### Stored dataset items
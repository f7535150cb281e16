//! Planning configuration.

use serde::{Deserialize, Serialize};

use crate::error::PlanningError;
use crate::model::Seconds;

/// Named travel-speed assumptions for the great-circle estimate.
#[derive(Debug, Clone, Copy, PartialEq, Eq, Serialize, Deserialize)]
#[serde(rename_all = "snake_case")]
pub enum SpeedProfile {
    Urban,
    Suburban,
    Highway,
    RushHour,
}

impl SpeedProfile {
    pub fn kmh(self) -> f64 {
        match self {
            SpeedProfile::Urban => 30.0,
            SpeedProfile::Suburban => 45.0,
            SpeedProfile::Highway => 65.0,
            SpeedProfile::RushHour => 20.0,
        }
    }
}

#[derive(Debug, Clone, PartialEq, Serialize, Deserialize)]
#[serde(default)]
pub struct OptimizationConfig {
    /// Wall-clock budget for the whole call.
    pub time_budget_ms: u64,
    /// Moves sampled per local-search iteration.
    pub max_candidate_sample: usize,
    /// Jobs at or above this priority are emergencies.
    pub critical_priority_threshold: f64,
    pub use_external_distance: bool,
    pub distance_service_endpoint: Option<String>,
    pub distance_service_timeout_ms: u64,
    pub distance_service_profile: String,
    pub average_speed_kmh: f64,
    /// Overrides `average_speed_kmh` when set.
    pub speed_profile: Option<SpeedProfile>,
    pub seed: u64,
    pub max_non_improving_iterations: usize,
    pub max_iterations: usize,
    pub travel_cost_per_second: f64,
    /// Multiplied by the job priority (at least 1).
    pub lateness_penalty_per_second: f64,
    pub high_priority_threshold: f64,
    /// Subtracted (times priority) for each on-time high-priority job.
    pub priority_bonus: f64,
    /// Added to the insertion cost when re-optimization moves a job to
    /// another technician.
    pub reassignment_penalty: f64,
    pub reoptimize_budget_fraction: f64,
    /// Current clock; non-frozen work never starts earlier.
    pub planning_start: Option<Seconds>,
    pub parallel_move_evaluation: bool,
}

impl Default for OptimizationConfig {
    fn default() -> Self {
        Self {
            time_budget_ms: 1000,
            max_candidate_sample: 30,
            critical_priority_threshold: 9.0,
            use_external_distance: false,
            distance_service_endpoint: None,
            distance_service_timeout_ms: 2000,
            distance_service_profile: "driving".to_string(),
            average_speed_kmh: 40.0,
            speed_profile: None,
            seed: 0x5EED,
            max_non_improving_iterations: 50,
            max_iterations: 10_000,
            travel_cost_per_second: 1.0,
            lateness_penalty_per_second: 2.0,
            high_priority_threshold: 3.0,
            priority_bonus: 60.0,
            reassignment_penalty: 300.0, // ~5 minutes equivalent
            reoptimize_budget_fraction: 0.25,
            planning_start: None,
            parallel_move_evaluation: true,
        }
    }
}

impl OptimizationConfig {
    pub fn speed_kmh(&self) -> f64 {
        self.speed_profile
            .map(SpeedProfile::kmh)
            .unwrap_or(self.average_speed_kmh)
    }

    pub fn is_critical(&self, priority: f64) -> bool {
        priority >= self.critical_priority_threshold
    }

    pub fn validate(&self) -> Result<(), PlanningError> {
        let speed = self.speed_kmh();
        if !speed.is_finite() || speed <= 0.0 {
            return Err(PlanningError::invalid(
                "config.average_speed_kmh",
                "must be a positive number",
            ));
        }
        if !self.critical_priority_threshold.is_finite() {
            return Err(PlanningError::invalid(
                "config.critical_priority_threshold",
                "must be finite",
            ));
        }
        let weights = [
            ("config.travel_cost_per_second", self.travel_cost_per_second),
            (
                "config.lateness_penalty_per_second",
                self.lateness_penalty_per_second,
            ),
            ("config.priority_bonus", self.priority_bonus),
            ("config.reassignment_penalty", self.reassignment_penalty),
        ];
        for (field, value) in weights {
            if !value.is_finite() || value < 0.0 {
                return Err(PlanningError::invalid(field, "must be a non-negative number"));
            }
        }
        if !(0.0..=1.0).contains(&self.reoptimize_budget_fraction) {
            return Err(PlanningError::invalid(
                "config.reoptimize_budget_fraction",
                "must be within [0, 1]",
            ));
        }
        if self.use_external_distance && self.distance_service_timeout_ms == 0 {
            return Err(PlanningError::invalid(
                "config.distance_service_timeout_ms",
                "must be positive when external distance is enabled",
            ));
        }
        Ok(())
    }
}
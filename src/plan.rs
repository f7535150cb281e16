//! Route plan returned to the caller.
//!
//! A plan carries point-in-time snapshots of the jobs it schedules so it can
//! be handed back to re-optimization as-is. It is proposed, never applied:
//! the system of record decides what to persist.

use std::collections::HashMap;

use serde::{Deserialize, Serialize};

use crate::constraints::Infeasibility;
use crate::local_search::SearchStats;
use crate::model::{Job, JobId, JobStatus, Seconds, TechnicianId};

#[derive(Debug, Clone, PartialEq, Serialize, Deserialize)]
pub struct PlannedStop {
    pub job: Job,
    /// When the technician gets to the site.
    pub reached_at: Seconds,
    /// Service start; never before the window's earliest start.
    pub arrival: Seconds,
    pub departure: Seconds,
    pub travel_seconds: Seconds,
    pub distance_km: f64,
    pub wait_seconds: Seconds,
    pub lateness_seconds: Seconds,
    /// Latest start minus arrival; `None` for open-ended windows.
    pub slack: Option<Seconds>,
    /// Started or completed work that re-optimization must not move.
    pub frozen: bool,
}

impl PlannedStop {
    pub fn job_id(&self) -> &JobId {
        &self.job.id
    }
}

#[derive(Debug, Clone, PartialEq, Serialize, Deserialize)]
pub struct TechnicianRoute {
    pub technician_id: TechnicianId,
    pub stops: Vec<PlannedStop>,
    pub travel_seconds: Seconds,
    pub distance_km: f64,
    pub lateness_seconds: Seconds,
    pub load: i32,
    pub cost: f64,
}

impl TechnicianRoute {
    pub fn job_ids(&self) -> Vec<&JobId> {
        self.stops.iter().map(PlannedStop::job_id).collect()
    }
}

#[derive(Debug, Clone, Copy, PartialEq, Eq, Serialize, Deserialize)]
#[serde(tag = "kind", content = "constraint", rename_all = "snake_case")]
pub enum UnassignedReason {
    /// No technician can take the job; expected and common.
    Infeasible(Infeasibility),
    /// A critical job could not be placed even with relaxed slack. Needs a
    /// human dispatcher.
    UnassignableEmergency(Infeasibility),
}

impl UnassignedReason {
    pub fn constraint(&self) -> Infeasibility {
        match self {
            UnassignedReason::Infeasible(reason) | UnassignedReason::UnassignableEmergency(reason) => {
                *reason
            }
        }
    }

    pub fn is_emergency(&self) -> bool {
        matches!(self, UnassignedReason::UnassignableEmergency(_))
    }
}

#[derive(Debug, Clone, PartialEq, Serialize, Deserialize)]
pub struct UnassignedJob {
    pub job: Job,
    pub reason: UnassignedReason,
}

impl UnassignedJob {
    pub fn job_id(&self) -> &JobId {
        &self.job.id
    }
}

#[derive(Debug, Clone, PartialEq, Default, Serialize, Deserialize)]
pub struct Diagnostics {
    /// Travel times come from the great-circle estimate.
    pub approximate_distances: bool,
    /// Why the road-network service was not used, when it was requested.
    pub distance_warning: Option<String>,
    pub no_technicians: bool,
    pub unassignable_emergencies: Vec<JobId>,
    /// Started jobs from the prior plan whose technician left the roster.
    /// They appear in neither routes nor unassigned and need a dispatcher.
    #[serde(default)]
    pub orphaned_started_jobs: Vec<JobId>,
    pub search: SearchStats,
}

#[derive(Debug, Clone, PartialEq, Default, Serialize, Deserialize)]
pub struct RoutePlan {
    pub routes: Vec<TechnicianRoute>,
    pub unassigned: Vec<UnassignedJob>,
    pub total_cost: f64,
    pub total_travel_seconds: Seconds,
    pub total_distance_km: f64,
    pub total_lateness_seconds: Seconds,
    pub diagnostics: Diagnostics,
}

/// Arrival change for one job between two plans, for customer ETA updates.
#[derive(Debug, Clone, PartialEq, Eq, Serialize, Deserialize)]
pub struct ArrivalChange {
    pub job_id: JobId,
    pub previous_technician: Option<TechnicianId>,
    pub technician: Option<TechnicianId>,
    pub previous_arrival: Option<Seconds>,
    pub arrival: Option<Seconds>,
    /// New minus previous arrival when both exist.
    pub delta_seconds: Option<Seconds>,
}

#[derive(Debug, Clone, PartialEq, Serialize, Deserialize)]
pub struct SavingsEstimate {
    pub optimized_km: f64,
    pub naive_estimate_km: f64,
    pub savings_km: f64,
    pub savings_pct: f64,
    pub total_travel_minutes: i64,
    pub jobs_assigned: usize,
}

/// Default naive-routing overhead used by [`RoutePlan::savings_estimate`].
pub const NAIVE_ROUTING_FACTOR: f64 = 1.4;

impl RoutePlan {
    pub fn route_for(&self, technician: &TechnicianId) -> Option<&TechnicianRoute> {
        self.routes
            .iter()
            .find(|route| &route.technician_id == technician)
    }

    /// Technician and stop for an assigned job.
    pub fn stop_for(&self, job: &JobId) -> Option<(&TechnicianId, &PlannedStop)> {
        self.routes.iter().find_map(|route| {
            route
                .stops
                .iter()
                .find(|stop| stop.job_id() == job)
                .map(|stop| (&route.technician_id, stop))
        })
    }

    pub fn is_assigned(&self, job: &JobId) -> bool {
        self.stop_for(job).is_some()
    }

    pub fn assigned_job_count(&self) -> usize {
        self.routes.iter().map(|route| route.stops.len()).sum()
    }

    pub fn unassigned_reason(&self, job: &JobId) -> Option<UnassignedReason> {
        self.unassigned
            .iter()
            .find(|unassigned| unassigned.job_id() == job)
            .map(|unassigned| unassigned.reason)
    }

    /// Per-job arrival changes relative to `previous`, in route order then
    /// unassigned order. Jobs whose technician and arrival are unchanged are
    /// omitted.
    pub fn arrival_changes(&self, previous: &RoutePlan) -> Vec<ArrivalChange> {
        let mut before: HashMap<&JobId, (&TechnicianId, Seconds)> = HashMap::new();
        for route in &previous.routes {
            for stop in &route.stops {
                before.insert(stop.job_id(), (&route.technician_id, stop.arrival));
            }
        }

        let mut changes = Vec::new();
        for route in &self.routes {
            for stop in &route.stops {
                let prior = before.remove(stop.job_id());
                if let Some((technician, arrival)) = prior {
                    if technician == &route.technician_id && arrival == stop.arrival {
                        continue;
                    }
                }
                changes.push(ArrivalChange {
                    job_id: stop.job_id().clone(),
                    previous_technician: prior.map(|(technician, _)| technician.clone()),
                    technician: Some(route.technician_id.clone()),
                    previous_arrival: prior.map(|(_, arrival)| arrival),
                    arrival: Some(stop.arrival),
                    delta_seconds: prior.map(|(_, arrival)| stop.arrival - arrival),
                });
            }
        }

        // Jobs that dropped out of the schedule.
        for route in &previous.routes {
            for stop in &route.stops {
                if before.contains_key(stop.job_id()) {
                    changes.push(ArrivalChange {
                        job_id: stop.job_id().clone(),
                        previous_technician: Some(route.technician_id.clone()),
                        technician: None,
                        previous_arrival: Some(stop.arrival),
                        arrival: None,
                        delta_seconds: None,
                    });
                }
            }
        }

        changes
    }

    /// Status each job should move to if the collaborator applies this plan.
    /// Frozen stops keep their status.
    pub fn proposed_statuses(&self) -> Vec<(JobId, JobStatus)> {
        let assigned = self
            .routes
            .iter()
            .flat_map(|route| route.stops.iter())
            .filter(|stop| !stop.frozen)
            .map(|stop| (stop.job_id().clone(), JobStatus::Assigned));
        let pending = self
            .unassigned
            .iter()
            .map(|unassigned| (unassigned.job_id().clone(), JobStatus::Pending));
        assigned.chain(pending).collect()
    }

    /// Travel compared against a naive assignment `naive_factor` times longer.
    pub fn savings_estimate(&self, naive_factor: f64) -> SavingsEstimate {
        let optimized_km = self.total_distance_km;
        let naive_estimate_km = optimized_km * naive_factor;
        let savings_pct = if naive_estimate_km > 0.0 {
            round1((1.0 - optimized_km / naive_estimate_km) * 100.0)
        } else {
            0.0
        };

        SavingsEstimate {
            optimized_km: round1(optimized_km),
            naive_estimate_km: round1(naive_estimate_km),
            savings_km: round1(naive_estimate_km - optimized_km),
            savings_pct,
            total_travel_minutes: self.total_travel_seconds / 60,
            jobs_assigned: self.assigned_job_count(),
        }
    }
}

fn round1(value: f64) -> f64 {
    (value * 10.0).round() / 10.0
}
//! Seams for pluggable backends.

use crate::error::DistanceError;
use crate::model::{Location, Seconds};

/// Pairwise travel times and distances, indexed by location position.
#[derive(Debug, Clone, PartialEq, Default)]
pub struct TravelMatrix {
    pub durations: Vec<Vec<Seconds>>,
    pub distances_km: Vec<Vec<f64>>,
}

impl TravelMatrix {
    pub fn len(&self) -> usize {
        self.durations.len()
    }

    pub fn is_empty(&self) -> bool {
        self.durations.is_empty()
    }

    pub fn duration(&self, from: usize, to: usize) -> Seconds {
        self.durations[from][to]
    }

    pub fn distance_km(&self, from: usize, to: usize) -> f64 {
        self.distances_km[from][to]
    }

    /// Square and sized for `expected` locations.
    pub fn is_complete_for(&self, expected: usize) -> bool {
        self.durations.len() == expected
            && self.distances_km.len() == expected
            && self.durations.iter().all(|row| row.len() == expected)
            && self.distances_km.iter().all(|row| row.len() == expected)
    }
}

/// Provides a distance/time matrix for a set of locations.
///
/// The matrix is indexed by the provided location order. Implementations
/// that depend on external services report failures instead of returning a
/// partial matrix; the caller decides how to degrade.
pub trait DistanceMatrixProvider: Sync {
    fn matrix_for(&self, locations: &[Location]) -> Result<TravelMatrix, DistanceError>;
}

impl<T: DistanceMatrixProvider + ?Sized> DistanceMatrixProvider for &T {
    fn matrix_for(&self, locations: &[Location]) -> Result<TravelMatrix, DistanceError> {
        (**self).matrix_for(locations)
    }
}
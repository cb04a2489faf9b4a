use serde::{Deserialize, Serialize};

use crate::{
    domain::{Region, SubRegion},
    error::DirectoryError,
};

/// One entry of `GET /regions`. IBGE names the code field `sigla`.
#[derive(Debug, Clone, Serialize, Deserialize)]
pub struct RegionRecord {
    #[serde(alias = "sigla")]
    pub code: String,
}

/// One entry of `GET /regions/{code}/subregions`. IBGE names it `nome`.
#[derive(Debug, Clone, Serialize, Deserialize)]
pub struct SubRegionRecord {
    #[serde(alias = "nome")]
    pub name: String,
}

impl From<RegionRecord> for Region {
    fn from(value: RegionRecord) -> Self {
        Region(value.code)
    }
}

impl From<SubRegionRecord> for SubRegion {
    fn from(value: SubRegionRecord) -> Self {
        SubRegion(value.name)
    }
}

pub fn decode_regions(body: &[u8]) -> Result<Vec<Region>, DirectoryError> {
    let records: Vec<RegionRecord> = serde_json::from_slice(body)
        .map_err(|err| DirectoryError::decode(format!("invalid region list: {err}")))?;
    Ok(records.into_iter().map(Region::from).collect())
}

pub fn decode_sub_regions(body: &[u8]) -> Result<Vec<SubRegion>, DirectoryError> {
    let records: Vec<SubRegionRecord> = serde_json::from_slice(body)
        .map_err(|err| DirectoryError::decode(format!("invalid sub-region list: {err}")))?;
    Ok(records.into_iter().map(SubRegion::from).collect())
}

#[cfg(test)]
#[path = "tests/protocol_tests.rs"]
mod tests;
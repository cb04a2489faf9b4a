//! Forwards a finished selection to the next screen.

use shared::domain::{HandoffPayload, ScreenId, Selection};
use tracing::debug;

/// Navigation capability provided by the presentation layer.
pub trait Navigator: Send + Sync {
    fn navigate(&self, screen: &ScreenId, payload: HandoffPayload);
}

/// Passes the selection through unchanged. Incomplete selections are forwarded as-is.
pub fn confirm(selection: &Selection, screen: &ScreenId, navigator: &dyn Navigator) {
    debug!(
        %screen,
        complete = selection.is_complete(),
        "handing off location selection"
    );
    navigator.navigate(screen, HandoffPayload::from(selection));
}

#[cfg(test)]
#[path = "tests/handoff_tests.rs"]
mod tests;
use std::{path::PathBuf, sync::Arc};

use anyhow::{bail, Context, Result};
use clap::{Parser, ValueEnum};
use client_core::{
    DirectoryEndpoints, HttpDirectoryClient, LocationScreen, RegionStatus, SubRegionStatus,
};
use shared::domain::{Region, ScreenId};
use tokio::io::{AsyncBufReadExt, BufReader, Lines, Stdin};
use tracing_subscriber::EnvFilter;

mod config;
mod terminal;

use terminal::{describe, render_options, resolve_pick, StdoutNavigator};

#[derive(Debug, Clone, Copy, ValueEnum)]
enum EndpointPreset {
    /// `/estados` and `/estados/{code}/municipios`
    Ibge,
    /// `/regions` and `/regions/{code}/subregions`
    Generic,
}

#[derive(Parser, Debug)]
struct Args {
    #[arg(long, default_value = config::DEFAULT_CONFIG_PATH)]
    config: PathBuf,
    #[arg(long)]
    base_url: Option<String>,
    #[arg(long, value_enum)]
    endpoints: Option<EndpointPreset>,
    /// Per-request timeout; 0 disables it.
    #[arg(long)]
    timeout_secs: Option<u64>,
    #[arg(long)]
    handoff_screen: Option<String>,
    #[arg(long, default_value = "info")]
    log_level: String,
}

type StdinLines = Lines<BufReader<Stdin>>;

#[tokio::main]
async fn main() -> Result<()> {
    let args = Args::parse();
    let filter =
        EnvFilter::try_from_default_env().unwrap_or_else(|_| EnvFilter::new(&args.log_level));
    tracing_subscriber::fmt()
        .with_env_filter(filter)
        .with_writer(std::io::stderr)
        .init();

    let mut settings = config::load_settings(&args.config)?;
    if let Some(base_url) = args.base_url {
        settings.directory_base_url = base_url;
    }
    if let Some(preset) = args.endpoints {
        let endpoints = match preset {
            EndpointPreset::Ibge => DirectoryEndpoints::ibge(),
            EndpointPreset::Generic => DirectoryEndpoints::generic(),
        };
        settings.regions_path = endpoints.regions_path;
        settings.sub_regions_path = endpoints.sub_regions_path;
    }
    if let Some(secs) = args.timeout_secs {
        settings.request_timeout_secs = Some(secs);
    }
    if let Some(screen) = args.handoff_screen {
        settings.handoff_screen = screen;
    }
    settings.validate()?;
    tracing::info!(base_url = %settings.directory_base_url, "using region directory");

    let directory = HttpDirectoryClient::new(
        &settings.directory_base_url,
        settings.endpoints(),
        settings.request_timeout(),
    )
    .context("failed to set up directory client")?;

    let mut screen = LocationScreen::mount(Arc::new(directory));
    let mut lines = BufReader::new(tokio::io::stdin()).lines();

    screen.next_event().await;
    let regions = match screen.state().regions() {
        RegionStatus::Ready(regions) if !regions.is_empty() => regions.clone(),
        RegionStatus::Ready(_) => bail!("region directory returned no regions"),
        RegionStatus::Failed(err) => bail!("cannot load regions: {err}"),
        RegionStatus::Loading => bail!("region request ended without a response"),
    };

    if pick_location(&mut screen, &regions, &mut lines).await? {
        screen.confirm(&ScreenId::from(settings.handoff_screen), &StdoutNavigator);
    }
    Ok(())
}

/// Runs the two prompts. Returns `false` when stdin closes before a full pick.
async fn pick_location(
    screen: &mut LocationScreen,
    regions: &[Region],
    lines: &mut StdinLines,
) -> Result<bool> {
    loop {
        println!("{}", render_options(regions));
        println!("Region (number or code):");
        let Some(input) = lines.next_line().await? else {
            return Ok(false);
        };
        let Some(region) = resolve_pick(&input, regions) else {
            println!("No region matches {:?}", input.trim());
            continue;
        };
        screen.select_region(region.clone())?;
        println!("{}", describe(screen.state()));

        while screen.state().sub_regions() == &SubRegionStatus::Loading {
            if screen.next_event().await.is_none() {
                break;
            }
        }

        let sub_regions = match screen.state().sub_regions() {
            SubRegionStatus::Ready(list) if list.is_empty() => {
                println!("{region} has no sub-regions; pick another region");
                continue;
            }
            SubRegionStatus::Ready(list) => list.clone(),
            SubRegionStatus::Failed(err) => {
                println!("Could not load sub-regions of {region}: {err}. Pick a region to retry.");
                continue;
            }
            SubRegionStatus::Loading | SubRegionStatus::NoRegionSelected => continue,
        };

        loop {
            println!("{}", render_options(&sub_regions));
            println!("Sub-region of {region} (number or name, empty to change region):");
            let Some(input) = lines.next_line().await? else {
                return Ok(false);
            };
            if input.trim().is_empty() {
                break;
            }
            match resolve_pick(&input, &sub_regions) {
                Some(sub_region) => {
                    screen.select_sub_region(sub_region.clone())?;
                    println!("{}", describe(screen.state()));
                    return Ok(true);
                }
                None => println!("No sub-region of {region} matches {:?}", input.trim()),
            }
        }
    }
}
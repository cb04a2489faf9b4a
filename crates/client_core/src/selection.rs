//! Two-level cascading selection: region list, sub-region list, and the picks at each level.
//!
//! This is a synchronous state machine. Network calls happen elsewhere and
//! come back through `apply_regions` / `apply_sub_regions`. Sub-region
//! responses are tagged with the `SubRegionTicket` returned by
//! `select_region` and only the ticket of the latest selection is accepted.

use shared::{
    domain::{HandoffPayload, Region, Selection, SubRegion},
    error::DirectoryError,
};
use thiserror::Error;

#[derive(Debug, Clone, PartialEq, Eq)]
pub enum RegionStatus {
    Loading,
    Ready(Vec<Region>),
    Failed(DirectoryError),
}

#[derive(Debug, Clone, PartialEq, Eq)]
pub enum SubRegionStatus {
    NoRegionSelected,
    Loading,
    Ready(Vec<SubRegion>),
    Failed(DirectoryError),
}

/// Identifies one outgoing sub-region request.
#[derive(Debug, Clone, PartialEq, Eq)]
pub struct SubRegionTicket {
    region: Region,
    generation: u64,
}

impl SubRegionTicket {
    pub fn region(&self) -> &Region {
        &self.region
    }

    pub fn generation(&self) -> u64 {
        self.generation
    }
}

#[derive(Debug, Clone, Copy, PartialEq, Eq)]
pub enum ResponseOutcome {
    Accepted,
    /// The response no longer matches the current state and was dropped.
    Stale,
}

#[derive(Debug, Clone, PartialEq, Eq, Error)]
pub enum SelectionError {
    #[error("region list is not available")]
    RegionsNotReady,
    #[error("sub-region list for the selected region is not available")]
    SubRegionsNotReady,
    #[error("{sub_region} is not a sub-region of {region}")]
    UnknownSubRegion { region: Region, sub_region: SubRegion },
}

#[derive(Debug, Clone)]
pub struct SelectionState {
    regions: RegionStatus,
    sub_regions: SubRegionStatus,
    selection: Selection,
    generation: u64,
}

impl Default for SelectionState {
    fn default() -> Self {
        Self::new()
    }
}

impl SelectionState {
    /// State right after mount: regions loading, nothing selected.
    pub fn new() -> Self {
        Self {
            regions: RegionStatus::Loading,
            sub_regions: SubRegionStatus::NoRegionSelected,
            selection: Selection::default(),
            generation: 0,
        }
    }

    pub fn regions(&self) -> &RegionStatus {
        &self.regions
    }

    pub fn sub_regions(&self) -> &SubRegionStatus {
        &self.sub_regions
    }

    pub fn selection(&self) -> &Selection {
        &self.selection
    }

    pub fn selected_region(&self) -> Option<&Region> {
        self.selection.region.as_ref()
    }

    pub fn selected_sub_region(&self) -> Option<&SubRegion> {
        self.selection.sub_region.as_ref()
    }

    pub fn handoff_payload(&self) -> HandoffPayload {
        HandoffPayload::from(&self.selection)
    }

    /// The region list is fetched once; anything after the first result is ignored.
    pub fn apply_regions(&mut self, result: Result<Vec<Region>, DirectoryError>) -> ResponseOutcome {
        if self.regions != RegionStatus::Loading {
            return ResponseOutcome::Stale;
        }
        self.regions = match result {
            Ok(regions) => RegionStatus::Ready(regions),
            Err(err) => RegionStatus::Failed(err),
        };
        ResponseOutcome::Accepted
    }

    /// Picks a region and resets the sub-region level before returning.
    ///
    /// Picking the region that is already selected resets and refetches too.
    /// The caller must issue `fetch_sub_regions(ticket.region())` and feed the
    /// result back with the returned ticket.
    pub fn select_region(&mut self, region: Region) -> Result<SubRegionTicket, SelectionError> {
        if !matches!(self.regions, RegionStatus::Ready(_)) {
            return Err(SelectionError::RegionsNotReady);
        }

        self.generation = self.generation.wrapping_add(1);
        self.selection.region = Some(region.clone());
        self.selection.sub_region = None;
        self.sub_regions = SubRegionStatus::Loading;

        Ok(SubRegionTicket {
            region,
            generation: self.generation,
        })
    }

    /// Whether a response carrying `ticket` may still change the state.
    pub fn is_current(&self, ticket: &SubRegionTicket) -> bool {
        ticket.generation == self.generation
            && self.selection.region.as_ref() == Some(&ticket.region)
            && self.sub_regions == SubRegionStatus::Loading
    }

    pub fn apply_sub_regions(
        &mut self,
        ticket: &SubRegionTicket,
        result: Result<Vec<SubRegion>, DirectoryError>,
    ) -> ResponseOutcome {
        if !self.is_current(ticket) {
            return ResponseOutcome::Stale;
        }
        self.sub_regions = match result {
            Ok(sub_regions) => SubRegionStatus::Ready(sub_regions),
            Err(err) => SubRegionStatus::Failed(err),
        };
        ResponseOutcome::Accepted
    }

    /// Picks a sub-region from the list of the currently selected region.
    pub fn select_sub_region(&mut self, sub_region: SubRegion) -> Result<(), SelectionError> {
        let SubRegionStatus::Ready(sub_regions) = &self.sub_regions else {
            return Err(SelectionError::SubRegionsNotReady);
        };
        let Some(region) = self.selection.region.as_ref() else {
            return Err(SelectionError::SubRegionsNotReady);
        };
        if !sub_regions.contains(&sub_region) {
            return Err(SelectionError::UnknownSubRegion {
                region: region.clone(),
                sub_region,
            });
        }

        self.selection.sub_region = Some(sub_region);
        Ok(())
    }
}

#[cfg(test)]
#[path = "tests/selection_tests.rs"]
mod tests;
//! Terminal rendering of the location picker and stdin pick parsing.

use client_core::{Navigator, RegionStatus, SelectionState, SubRegionStatus};
use shared::domain::{HandoffPayload, ScreenId};

/// Accepts a 1-based index or an exact (case-insensitive) entry.
pub fn resolve_pick<'a, T: AsRef<str>>(input: &str, options: &'a [T]) -> Option<&'a T> {
    let input = input.trim();
    if input.is_empty() {
        return None;
    }
    if let Ok(index) = input.parse::<usize>() {
        return index.checked_sub(1).and_then(|i| options.get(i));
    }
    options
        .iter()
        .find(|option| option.as_ref().eq_ignore_ascii_case(input))
        .or_else(|| {
            let lower = input.to_lowercase();
            options
                .iter()
                .find(|option| option.as_ref().to_lowercase() == lower)
        })
}

pub fn render_options<T: AsRef<str>>(options: &[T]) -> String {
    options
        .iter()
        .enumerate()
        .map(|(i, option)| format!("{:>4}. {}", i + 1, option.as_ref()))
        .collect::<Vec<_>>()
        .join("\n")
}

pub fn describe(state: &SelectionState) -> String {
    let regions = match state.regions() {
        RegionStatus::Loading => "loading".to_string(),
        RegionStatus::Ready(list) => format!("{} available", list.len()),
        RegionStatus::Failed(err) => format!("unavailable ({err})"),
    };
    let sub_regions = match state.sub_regions() {
        SubRegionStatus::NoRegionSelected => "select a region first".to_string(),
        SubRegionStatus::Loading => "loading".to_string(),
        SubRegionStatus::Ready(list) => format!("{} available", list.len()),
        SubRegionStatus::Failed(err) => format!("unavailable ({err})"),
    };
    let region = state
        .selected_region()
        .map(|r| r.to_string())
        .unwrap_or_else(|| "-".into());
    let sub_region = state
        .selected_sub_region()
        .map(|s| s.to_string())
        .unwrap_or_else(|| "-".into());
    format!("regions: {regions} | sub-regions: {sub_regions} | picked: {region} / {sub_region}")
}

/// One line per handoff: the target screen followed by `key=value` pairs.
pub fn format_handoff(screen: &ScreenId, payload: &HandoffPayload) -> String {
    let mut line = format!("-> {screen}");
    for (key, value) in payload.text_pairs() {
        line.push(' ');
        line.push_str(&key);
        line.push('=');
        line.push_str(&value);
    }
    line
}

/// Prints the handoff payload instead of switching screens.
pub struct StdoutNavigator;

impl Navigator for StdoutNavigator {
    fn navigate(&self, screen: &ScreenId, payload: HandoffPayload) {
        println!("{}", format_handoff(screen, &payload));
    }
}

#[cfg(test)]
#[path = "tests/terminal_tests.rs"]
mod tests;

### EXERCISE
Single out each line of the records above with the string "lower" in it, and copy it.

### RESPONSE TO THIS EXERCISE
            let lower = input.to_lowercase();
                .find(|option| option.as_ref().to_lowercase() == lower)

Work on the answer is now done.